* _Aim of the task_:
Copy word for word the lines from the start of the records through the line that contains "if let Some(last)", both included.

[Stored data entries]
========================

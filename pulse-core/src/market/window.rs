//! Fixed-capacity, bucket-keyed sliding window
//!
//! Shared by chart series and metric histories. Rules per append:
//! 1. Same bucket as the newest point: replace it in place
//! 2. Newer bucket: push to the back
//! 3. Older bucket: dropped, the series stays ordered
//! 4. Evict from the front until `len <= capacity`

use crate::core::{EngineError, TimeBucket};
use serde::{Deserialize, Serialize};
use std::collections::VecDeque;

/// Anything keyed by a time bucket
pub trait Bucketed {
    fn bucket(&self) -> TimeBucket;
}

/// What `SlidingWindow::append` did with the point
#[derive(Debug, Clone, Copy, PartialEq, Eq)]
pub enum AppendOutcome {
    /// New bucket pushed; `evicted` oldest points dropped
    Appended { evicted: usize },
    /// Newest point replaced in place
    Coalesced,
    /// Point's bucket precedes the newest point; ignored
    OutOfOrder,
}

#[derive(Debug, Clone, PartialEq, Serialize, Deserialize)]
pub struct SlidingWindow<T> {
    capacity: usize,
    points: VecDeque<T>,
}

impl<T: Bucketed> SlidingWindow<T> {
    pub fn new(capacity: usize) -> Result<Self, EngineError> {
        if capacity == 0 {
            return Err(EngineError::invalid("window.capacity", "must be greater than zero"));
        }
        Ok(Self {
            capacity,
            points: VecDeque::with_capacity(capacity + 1),
        })
    }

    pub fn append(&mut self, point: T) -> AppendOutcome {
        if let Some(last) = self.points.back_mut() {
            let (incoming, newest) = (point.bucket(), last.bucket());
            if incoming == newest {
                *last = point;
                return AppendOutcome::Coalesced;
            }
            if incoming < newest {
                return AppendOutcome::OutOfOrder;
            }
        }

        self.points.push_back(point);
        let mut evicted = 0;
        while self.points.len() > self.capacity {
            self.points.pop_front();
            evicted += 1;
        }
        AppendOutcome::Appended { evicted }
    }

    pub fn last(&self) -> Option<&T> {
        self.points.back()
    }

    pub fn first(&self) -> Option<&T> {
        self.points.front()
    }

    pub fn len(&self) -> usize {
        self.points.len()
    }

    pub fn is_empty(&self) -> bool {
        self.points.is_empty()
    }

    pub fn capacity(&self) -> usize {
        self.capacity
    }

    /// Oldest first
    pub fn iter(&self) -> impl Iterator<Item = &T> {
        self.points.iter()
    }
}

impl<T: Bucketed + Clone> SlidingWindow<T> {
    /// Oldest-first copy for publishing
    pub fn to_vec(&self) -> Vec<T> {
        self.points.iter().cloned().collect()
    }
}

#[cfg(test)]
mod tests {
    use super::*;

    #[derive(Debug, Clone, PartialEq)]
    struct Sample {
        bucket: TimeBucket,
        value: f64,
    }

    impl Bucketed for Sample {
        fn bucket(&self) -> TimeBucket {
            self.bucket
        }
    }

    fn sample(bucket: u64, value: f64) -> Sample {
        Sample {
            bucket: TimeBucket(bucket),
            value,
        }
    }

    #[test]
    fn test_zero_capacity_rejected() {
        assert!(SlidingWindow::<Sample>::new(0).is_err());
    }

    #[test]
    fn test_same_bucket_coalesces() {
        // 09:00 and 09:01 as minute buckets
        let (nine, nine_one) = (540, 541);
        let mut window = SlidingWindow::new(2).unwrap();
        window.append(sample(nine, 1.0));
        window.append(sample(nine_one, 2.0));

        assert_eq!(window.append(sample(nine_one, 3.0)), AppendOutcome::Coalesced);
        assert_eq!(window.len(), 2);
        assert_eq!(window.last().unwrap().value, 3.0);
        assert_eq!(window.first().unwrap().bucket, TimeBucket(nine));
    }

    #[test]
    fn test_evicts_oldest_first() {
        let mut window = SlidingWindow::new(3).unwrap();
        for b in 0..3 {
            window.append(sample(b, b as f64));
        }
        assert_eq!(window.append(sample(3, 3.0)), AppendOutcome::Appended { evicted: 1 });
        let buckets: Vec<u64> = window.iter().map(|s| s.bucket.0).collect();
        assert_eq!(buckets, vec![1, 2, 3]);
    }

    #[test]
    fn test_out_of_order_ignored() {
        let mut window = SlidingWindow::new(3).unwrap();
        window.append(sample(5, 1.0));
        assert_eq!(window.append(sample(4, 9.0)), AppendOutcome::OutOfOrder);
        assert_eq!(window.len(), 1);
        assert_eq!(window.last().unwrap().value, 1.0);
    }
}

========================

* _Answer section_:
filename pulse-core/src/market/window.rs
//! Fixed-capacity, bucket-keyed sliding window
//!
//! Shared by chart series and metric histories. Rules per append:
//! 1. Same bucket as the newest point: replace it in place
//! 2. Newer bucket: push to the back
//! 3. Older bucket: dropped, the series stays ordered
//! 4. Evict from the front until `len <= capacity`

use crate::core::{EngineError, TimeBucket};
use serde::{Deserialize, Serialize};
use std::collections::VecDeque;

/// Anything keyed by a time bucket
pub trait Bucketed {
    fn bucket(&self) -> TimeBucket;
}

/// What `SlidingWindow::append` did with the point
#[derive(Debug, Clone, Copy, PartialEq, Eq)]
pub enum AppendOutcome {
    /// New bucket pushed; `evicted` oldest points dropped
    Appended { evicted: usize },
    /// Newest point replaced in place
    Coalesced,
    /// Point's bucket precedes the newest point; ignored
    OutOfOrder,
}

#[derive(Debug, Clone, PartialEq, Serialize, Deserialize)]
pub struct SlidingWindow<T> {
    capacity: usize,
    points: VecDeque<T>,
}

impl<T: Bucketed> SlidingWindow<T> {
    pub fn new(capacity: usize) -> Result<Self, EngineError> {
        if capacity == 0 {
            return Err(EngineError::invalid("window.capacity", "must be greater than zero"));
        }
        Ok(Self {
            capacity,
            points: VecDeque::with_capacity(capacity + 1),
        })
    }

    pub fn append(&mut self, point: T) -> AppendOutcome {
        if let Some(last) = self.points.back_mut() {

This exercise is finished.